*** Opening of RECORD EXCERPTS ***

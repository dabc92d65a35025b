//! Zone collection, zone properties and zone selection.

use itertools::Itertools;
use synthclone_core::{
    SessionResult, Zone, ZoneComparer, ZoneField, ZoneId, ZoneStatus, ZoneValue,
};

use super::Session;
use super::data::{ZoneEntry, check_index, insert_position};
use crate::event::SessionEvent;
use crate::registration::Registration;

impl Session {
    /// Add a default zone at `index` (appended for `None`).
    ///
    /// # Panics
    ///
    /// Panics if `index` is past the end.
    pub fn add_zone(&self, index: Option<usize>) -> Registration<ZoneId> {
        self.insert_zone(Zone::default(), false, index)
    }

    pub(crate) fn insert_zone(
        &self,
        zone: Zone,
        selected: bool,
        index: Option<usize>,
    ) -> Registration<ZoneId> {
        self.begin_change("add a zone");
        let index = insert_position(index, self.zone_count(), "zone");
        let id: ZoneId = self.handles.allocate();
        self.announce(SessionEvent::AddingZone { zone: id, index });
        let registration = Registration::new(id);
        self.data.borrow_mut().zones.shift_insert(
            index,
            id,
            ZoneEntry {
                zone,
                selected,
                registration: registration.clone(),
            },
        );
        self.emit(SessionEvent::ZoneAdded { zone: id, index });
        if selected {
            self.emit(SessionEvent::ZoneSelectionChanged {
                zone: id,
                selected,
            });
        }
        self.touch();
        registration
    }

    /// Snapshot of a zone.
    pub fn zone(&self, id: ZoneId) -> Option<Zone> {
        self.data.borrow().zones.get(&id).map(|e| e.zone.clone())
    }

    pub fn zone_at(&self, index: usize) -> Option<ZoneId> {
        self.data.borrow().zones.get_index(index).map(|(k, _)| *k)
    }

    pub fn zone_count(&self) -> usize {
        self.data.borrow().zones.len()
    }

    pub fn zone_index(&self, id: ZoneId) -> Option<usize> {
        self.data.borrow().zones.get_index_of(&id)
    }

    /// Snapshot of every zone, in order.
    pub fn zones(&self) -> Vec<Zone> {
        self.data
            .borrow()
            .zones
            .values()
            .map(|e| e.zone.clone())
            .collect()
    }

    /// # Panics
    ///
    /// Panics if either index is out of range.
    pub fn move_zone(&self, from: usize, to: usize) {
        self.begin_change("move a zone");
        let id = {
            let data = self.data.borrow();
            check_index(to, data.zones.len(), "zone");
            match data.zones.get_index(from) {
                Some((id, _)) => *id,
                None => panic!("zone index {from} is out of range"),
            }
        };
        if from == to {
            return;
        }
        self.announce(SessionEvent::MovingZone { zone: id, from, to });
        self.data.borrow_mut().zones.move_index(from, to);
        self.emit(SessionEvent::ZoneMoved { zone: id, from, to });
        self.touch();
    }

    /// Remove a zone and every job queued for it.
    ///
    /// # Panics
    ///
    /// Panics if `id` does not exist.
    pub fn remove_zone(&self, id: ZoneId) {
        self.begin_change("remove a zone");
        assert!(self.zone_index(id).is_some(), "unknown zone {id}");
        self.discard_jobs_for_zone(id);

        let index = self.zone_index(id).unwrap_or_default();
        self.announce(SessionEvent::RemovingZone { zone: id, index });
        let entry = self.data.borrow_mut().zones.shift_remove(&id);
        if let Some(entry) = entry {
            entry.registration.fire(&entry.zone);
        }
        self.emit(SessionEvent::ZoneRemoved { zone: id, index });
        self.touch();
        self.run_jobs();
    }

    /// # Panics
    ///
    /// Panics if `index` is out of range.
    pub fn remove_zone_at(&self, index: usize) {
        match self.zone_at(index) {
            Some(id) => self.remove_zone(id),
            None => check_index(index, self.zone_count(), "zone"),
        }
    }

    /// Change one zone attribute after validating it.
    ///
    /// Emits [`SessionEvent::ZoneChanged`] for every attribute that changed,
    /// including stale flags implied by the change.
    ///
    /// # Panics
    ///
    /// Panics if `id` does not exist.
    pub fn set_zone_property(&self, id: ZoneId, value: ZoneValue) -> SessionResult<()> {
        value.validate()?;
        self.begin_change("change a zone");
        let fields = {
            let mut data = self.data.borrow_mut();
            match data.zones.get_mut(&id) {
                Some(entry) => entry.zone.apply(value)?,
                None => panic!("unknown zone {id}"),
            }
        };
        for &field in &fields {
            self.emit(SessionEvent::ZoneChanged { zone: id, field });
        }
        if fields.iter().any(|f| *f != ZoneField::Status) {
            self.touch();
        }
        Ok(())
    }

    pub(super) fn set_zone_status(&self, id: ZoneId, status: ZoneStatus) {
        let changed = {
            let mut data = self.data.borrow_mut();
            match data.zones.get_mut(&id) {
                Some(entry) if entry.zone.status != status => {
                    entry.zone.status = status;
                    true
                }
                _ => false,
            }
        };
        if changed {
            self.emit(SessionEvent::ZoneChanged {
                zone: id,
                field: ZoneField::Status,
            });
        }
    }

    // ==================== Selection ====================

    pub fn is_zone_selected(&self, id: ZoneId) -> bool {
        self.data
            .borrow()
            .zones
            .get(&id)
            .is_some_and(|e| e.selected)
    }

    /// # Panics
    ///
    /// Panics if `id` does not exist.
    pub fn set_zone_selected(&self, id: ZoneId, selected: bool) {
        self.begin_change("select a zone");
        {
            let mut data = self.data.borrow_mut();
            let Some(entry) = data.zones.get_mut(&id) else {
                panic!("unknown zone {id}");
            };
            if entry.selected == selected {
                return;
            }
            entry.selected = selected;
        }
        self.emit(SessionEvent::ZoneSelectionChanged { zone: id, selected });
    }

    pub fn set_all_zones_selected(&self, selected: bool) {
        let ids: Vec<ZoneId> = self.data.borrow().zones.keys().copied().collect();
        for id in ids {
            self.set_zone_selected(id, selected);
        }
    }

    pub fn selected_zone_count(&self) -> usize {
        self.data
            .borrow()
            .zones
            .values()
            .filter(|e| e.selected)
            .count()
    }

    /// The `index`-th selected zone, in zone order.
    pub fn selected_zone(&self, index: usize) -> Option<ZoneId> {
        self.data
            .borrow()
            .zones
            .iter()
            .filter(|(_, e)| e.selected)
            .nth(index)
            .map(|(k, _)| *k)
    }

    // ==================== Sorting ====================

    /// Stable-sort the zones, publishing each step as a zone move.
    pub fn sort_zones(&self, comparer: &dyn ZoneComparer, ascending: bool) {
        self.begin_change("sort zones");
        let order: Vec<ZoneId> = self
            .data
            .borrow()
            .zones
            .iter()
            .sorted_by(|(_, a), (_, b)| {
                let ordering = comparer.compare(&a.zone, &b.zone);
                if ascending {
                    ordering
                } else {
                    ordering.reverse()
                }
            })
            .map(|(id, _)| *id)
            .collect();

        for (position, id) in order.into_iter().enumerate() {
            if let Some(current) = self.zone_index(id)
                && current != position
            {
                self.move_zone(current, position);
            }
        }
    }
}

*** Close of RECORD EXCERPTS ***

Every line above should be reproduced precisely.

repository dabc92d65a35025b
//! Zone collection, zone properties and zone selection.

use itertools::Itertools;
use synthclone_core::{
    SessionResult, Zone, ZoneComparer, ZoneField, ZoneId, ZoneStatus, ZoneValue,
};

use super::Session;
use super::data::{ZoneEntry, check_index, insert_position};
use crate::event::SessionEvent;
use crate::registration::Registration;

impl Session {
    /// Add a default zone at `index` (appended for `None`).
    ///
    /// # Panics
    ///
    /// Panics if `index` is past the end.
    pub fn add_zone(&self, index: Option<usize>) -> Registration<ZoneId> {
        self.insert_zone(Zone::default(), false, index)
    }

    pub(crate) fn insert_zone(
        &self,
        zone: Zone,
        selected: bool,
        index: Option<usize>,
    ) -> Registration<ZoneId> {
        self.begin_change("add a zone");
        let index = insert_position(index, self.zone_count(), "zone");
        let id: ZoneId = self.handles.allocate();
        self.announce(SessionEvent::AddingZone { zone: id, index });
        let registration = Registration::new(id);
        self.data.borrow_mut().zones.shift_insert(
            index,
            id,
            ZoneEntry {
                zone,
                selected,
                registration: registration.clone(),
            },
        );
        self.emit(SessionEvent::ZoneAdded { zone: id, index });
        if selected {
            self.emit(SessionEvent::ZoneSelectionChanged {
                zone: id,
                selected,
            });
        }
        self.touch();
        registration
    }

    /// Snapshot of a zone.
    pub fn zone(&self, id: ZoneId) -> Option<Zone> {
        self.data.borrow().zones.get(&id).map(|e| e.zone.clone())
    }

    pub fn zone_at(&self, index: usize) -> Option<ZoneId> {
        self.data.borrow().zones.get_index(index).map(|(k, _)| *k)
    }

    pub fn zone_count(&self) -> usize {
        self.data.borrow().zones.len()
    }

    pub fn zone_index(&self, id: ZoneId) -> Option<usize> {
        self.data.borrow().zones.get_index_of(&id)
    }

    /// Snapshot of every zone, in order.
    pub fn zones(&self) -> Vec<Zone> {
        self.data
            .borrow()
            .zones
            .values()
            .map(|e| e.zone.clone())
            .collect()
    }

    /// # Panics
    ///
    /// Panics if either index is out of range.
    pub fn move_zone(&self, from: usize, to: usize) {
        self.begin_change("move a zone");
        let id = {
            let data = self.data.borrow();
            check_index(to, data.zones.len(), "zone");
            match data.zones.get_index(from) {
                Some((id, _)) => *id,
                None => panic!("zone index {from} is out of range"),
            }
        };
        if from == to {
            return;
        }
        self.announce(SessionEvent::MovingZone { zone: id, from, to });
        self.data.borrow_mut().zones.move_index(from, to);
        self.emit(SessionEvent::ZoneMoved { zone: id, from, to });
        self.touch();
    }

    /// Remove a zone and every job queued for it.
    ///
    /// # Panics
    ///
    /// Panics if `id` does not exist.
    pub fn remove_zone(&self, id: ZoneId) {
        self.begin_change("remove a zone");
        assert!(self.zone_index(id).is_some(), "unknown zone {id}");
        self.discard_jobs_for_zone(id);

        let index = self.zone_index(id).unwrap_or_default();
        self.announce(SessionEvent::RemovingZone { zone: id, index });
        let entry = self.data.borrow_mut().zones.shift_remove(&id);
        if let Some(entry) = entry {
            entry.registration.fire(&entry.zone);
        }
        self.emit(SessionEvent::ZoneRemoved { zone: id, index });
        self.touch();
        self.run_jobs();
    }

    /// # Panics
    ///
    /// Panics if `index` is out of range.
    pub fn remove_zone_at(&self, index: usize) {
        match self.zone_at(index) {
            Some(id) => self.remove_zone(id),
            None => check_index(index, self.zone_count(), "zone"),
        }
    }

    /// Change one zone attribute after validating it.
    ///
    /// Emits [`SessionEvent::ZoneChanged`] for every attribute that changed,
    /// including stale flags implied by the change.
    ///
    /// # Panics
    ///
    /// Panics if `id` does not exist.
    pub fn set_zone_property(&self, id: ZoneId, value: ZoneValue) -> SessionResult<()> {
        value.validate()?;
        self.begin_change("change a zone");
        let fields = {
            let mut data = self.data.borrow_mut();
            match data.zones.get_mut(&id) {
                Some(entry) => entry.zone.apply(value)?,
                None => panic!("unknown zone {id}"),
            }
        };
        for &field in &fields {
            self.emit(SessionEvent::ZoneChanged { zone: id, field });
        }
        if fields.iter().any(|f| *f != ZoneField::Status) {
            self.touch();
        }
        Ok(())
    }

    pub(super) fn set_zone_status(&self, id: ZoneId, status: ZoneStatus) {
        let changed = {
            let mut data = self.data.borrow_mut();
            match data.zones.get_mut(&id) {
                Some(entry) if entry.zone.status != status => {
                    entry.zone.status = status;
                    true
                }
                _ => false,
            }
        };
        if changed {
            self.emit(SessionEvent::ZoneChanged {
                zone: id,
                field: ZoneField::Status,
            });
        }
    }

    // ==================== Selection ====================

    pub fn is_zone_selected(&self, id: ZoneId) -> bool {
        self.data
            .borrow()
            .zones
            .get(&id)
            .is_some_and(|e| e.selected)
    }

    /// # Panics
    ///
    /// Panics if `id` does not exist.
    pub fn set_zone_selected(&self, id: ZoneId, selected: bool) {
        self.begin_change("select a zone");
        {
            let mut data = self.data.borrow_mut();
            let Some(entry) = data.zones.get_mut(&id) else {
                panic!("unknown zone {id}");
            };
            if entry.selected == selected {
                return;
            }
            entry.selected = selected;
        }
        self.emit(SessionEvent::ZoneSelectionChanged { zone: id, selected });
    }

    pub fn set_all_zones_selected(&self, selected: bool) {
        let ids: Vec<ZoneId> = self.data.borrow().zones.keys().copied().collect();
        for id in ids {
            self.set_zone_selected(id, selected);
        }
    }

    pub fn selected_zone_count(&self) -> usize {
        self.data
            .borrow()
            .zones
            .values()
            .filter(|e| e.selected)
            .count()
    }

    /// The `index`-th selected zone, in zone order.
    pub fn selected_zone(&self, index: usize) -> Option<ZoneId> {
        self.data
            .borrow()
            .zones
            .iter()
            .filter(|(_, e)| e.selected)
            .nth(index)
            .map(|(k, _)| *k)
    }

    // ==================== Sorting ====================

    /// Stable-sort the zones, publishing each step as a zone move.
    pub fn sort_zones(&self, comparer: &dyn ZoneComparer, ascending: bool) {
        self.begin_change("sort zones");
        let order: Vec<ZoneId> = self
            .data
            .borrow()
            .zones
            .iter()
            .sorted_by(|(_, a), (_, b)| {
                let ordering = comparer.compare(&a.zone, &b.zone);
                if ascending {
                    ordering
                } else {
                    ordering.reverse()
                }
            })
            .map(|(id, _)| *id)
            .collect();

        for (position, id) in order.into_iter().enumerate() {
            if let Some(current) = self.zone_index(id)
                && current != position
            {
                self.move_zone(current, position);
            }
        }
    }
}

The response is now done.